Carnegie Mellon University's Tepper School of Business is trying to verify that two applicants hacked in — and then will likely deny them admission, a spokerperson says. Still other schools that had their admissions information hacked refused to allow ApplyYourself to identify them by name.

More information
Paul Danos, dean of Dartmouth College's Tuck School of Business, says he's taking the situation very seriously and will carry out a full investigation before determining the school's action. "We want to be thoughtful about this process. We feel it's important to collect as much information as we can before we make a decision," says Danos. "We will convene a meeting with representatives from our admissions team, ethics professors and deans on Friday to discuss the options."

MIT's Sloan School of Business is rejecting anyone it discovers has attempted to hack into its application files, while Duke University's Fuqua School of Business remains undecided on how to proceed.

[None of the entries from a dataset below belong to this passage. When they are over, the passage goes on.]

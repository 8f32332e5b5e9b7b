//! Binance Adapter
//!
//! - `messages`: wire types for market and user data streams
//! - `protocol`: frame decoder and post-connect subscription
//! - `rest`: listen key lifecycle over the REST API
//!
//! Market streams are combined into one connection:
//! `wss://stream.binance.com:9443/stream?streams=<sym>@trade/<sym>@bookTicker/<sym>@depth@100ms`.
//! For the authenticated stream the stream list is replaced by the listen
//! key and the market streams are subscribed after connecting.

pub mod messages;
pub mod protocol;
pub mod rest;

pub use protocol::BinanceProtocol;
pub use rest::BinanceListenKeyClient;

use crate::application::services::session::{DEFAULT_STREAM_DELIMITER, rewrite_stream_url};

/// Exchange name stamped on Binance events.
pub const BINANCE_EXCHANGE: &str = "binance";

/// Combined-stream layout for a set of symbols.
#[derive(Debug, Clone, PartialEq, Eq)]
pub struct BinanceStreamConfig {
    ws_url: String,
    delimiter: String,
    symbols: Vec<String>,
}

impl BinanceStreamConfig {
    /// Streams for `symbols` (lower-cased) on `ws_url`.
    #[must_use]
    pub fn new(ws_url: impl Into<String>, symbols: Vec<String>) -> Self {
        Self {
            ws_url: ws_url.into(),
            delimiter: DEFAULT_STREAM_DELIMITER.to_string(),
            symbols: symbols.into_iter().map(|s| s.to_lowercase()).collect(),
        }
    }

    /// Use `delimiter` in place of the default `?streams=` marker.
    #[must_use]
    pub fn with_delimiter(mut self, delimiter: impl Into<String>) -> Self {
        self.delimiter = delimiter.into();
        self
    }

    /// Stream names, three per symbol.
    #[must_use]
    pub fn streams(&self) -> Vec<String> {
        self.symbols
            .iter()
            .flat_map(|symbol| {
                [
                    format!("{symbol}@trade"),
                    format!("{symbol}@bookTicker"),
                    format!("{symbol}@depth@100ms"),
                ]
            })
            .collect()
    }

    /// Combined-stream URL carrying every stream.
    #[must_use]
    pub fn url(&self) -> String {
        rewrite_stream_url(&self.ws_url, &self.delimiter, &self.streams().join("/"))
    }

    /// Decoder that re-subscribes these streams on authenticated connects.
    #[must_use]
    pub fn protocol(&self) -> BinanceProtocol {
        BinanceProtocol::new(self.streams())
    }
}
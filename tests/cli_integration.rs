//! CLI integration tests for pagesync
//!
//! These tests verify the complete workflow from initialization through
//! page publishing, regional sync and the recycle bin, ensuring commands
//! work together correctly.

use predicates::prelude::*;
use std::fs;
use tempfile::TempDir;

/// Get a command instance for the pagesync binary
fn pagesync_cmd() -> assert_cmd::Command {
    let mut cmd = assert_cmd::Command::new(assert_cmd::cargo::cargo_bin!("pagesync"));
    cmd.env("PAGESYNC_AUTHOR", "Alex M.").env_remove("PAGESYNC_LOG");
    cmd
}

/// Create a temporary directory and initialize a workspace
fn setup_workspace() -> TempDir {
    let dir = TempDir::new().unwrap();
    pagesync_cmd().arg("init").arg(dir.path()).assert().success();
    dir
}

/// Run a command with `--format json` and parse its stdout
fn json(dir: &TempDir, args: &[&str]) -> serde_json::Value {
    let output = pagesync_cmd()
        .current_dir(dir.path())
        .args(args)
        .args(["--format", "json"])
        .output()
        .unwrap();
    assert!(
        output.status.success(),
        "command {:?} failed: {}",
        args,
        String::from_utf8_lossy(&output.stderr)
    );
    serde_json::from_slice(&output.stdout).unwrap()
}

/// Create a page and return its ID
fn create_page(dir: &TempDir, title: &str, slug: &str, content: &str) -> String {
    let page = json(dir, &["page", "new", title, "--slug", slug, "--content", content]);
    page["id"].as_str().unwrap().to_string()
}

Ironically, applicants who hacked into MIT, Duke and Carnegie Mellon didn't find out whether they might have been accepted. Those schools don't keep admission decisions on their internal intranet system until the entire process is complete. "No one who sought unauthorized access to his or her account was able to access information about the admission decision," MIT Dean Richard Schmalensee said in a statement.

Of course, some of these rejected applicants may turn to other schools now. What are their chances there? While Harvard won't be sharing the names of those who hacked into its system, an alert has gone up among B-schools across the country, and many will be on the lookout.

mphasizing that she was speaking hypothetically, Beth Flye, admissions director at Northwestern's Kellogg School of Business, says: "Let's just say if some information of this nature came to our attention, we would want to get the most factual information possible and discuss it internally. Then we might take action." Kellogg doesn't use ApplyYourself for admissions. But Flye says she believes those who hacked in erred. "It comes down to making good choices with good judgment."

On many of the bulletin boards where the instructions on how to hack first appeared, debate over the incident still rages. Surprisingly, some applicants and other message-board posters at BusinessWeek Online and various MBA-related chat groups say they failed to see the ethical issue presented. Some went so far as to say that these individuals should be applauded. "Exploiting weaknesses is what good business is all about. Why would they ding you?" wrote one poster on's message board last week.

Yet many of those who expressed an opinion about the hackers agreed with the decision to reject their applications. With all the talk of ethics and B-schools these days — looks like this was score one for ethics education.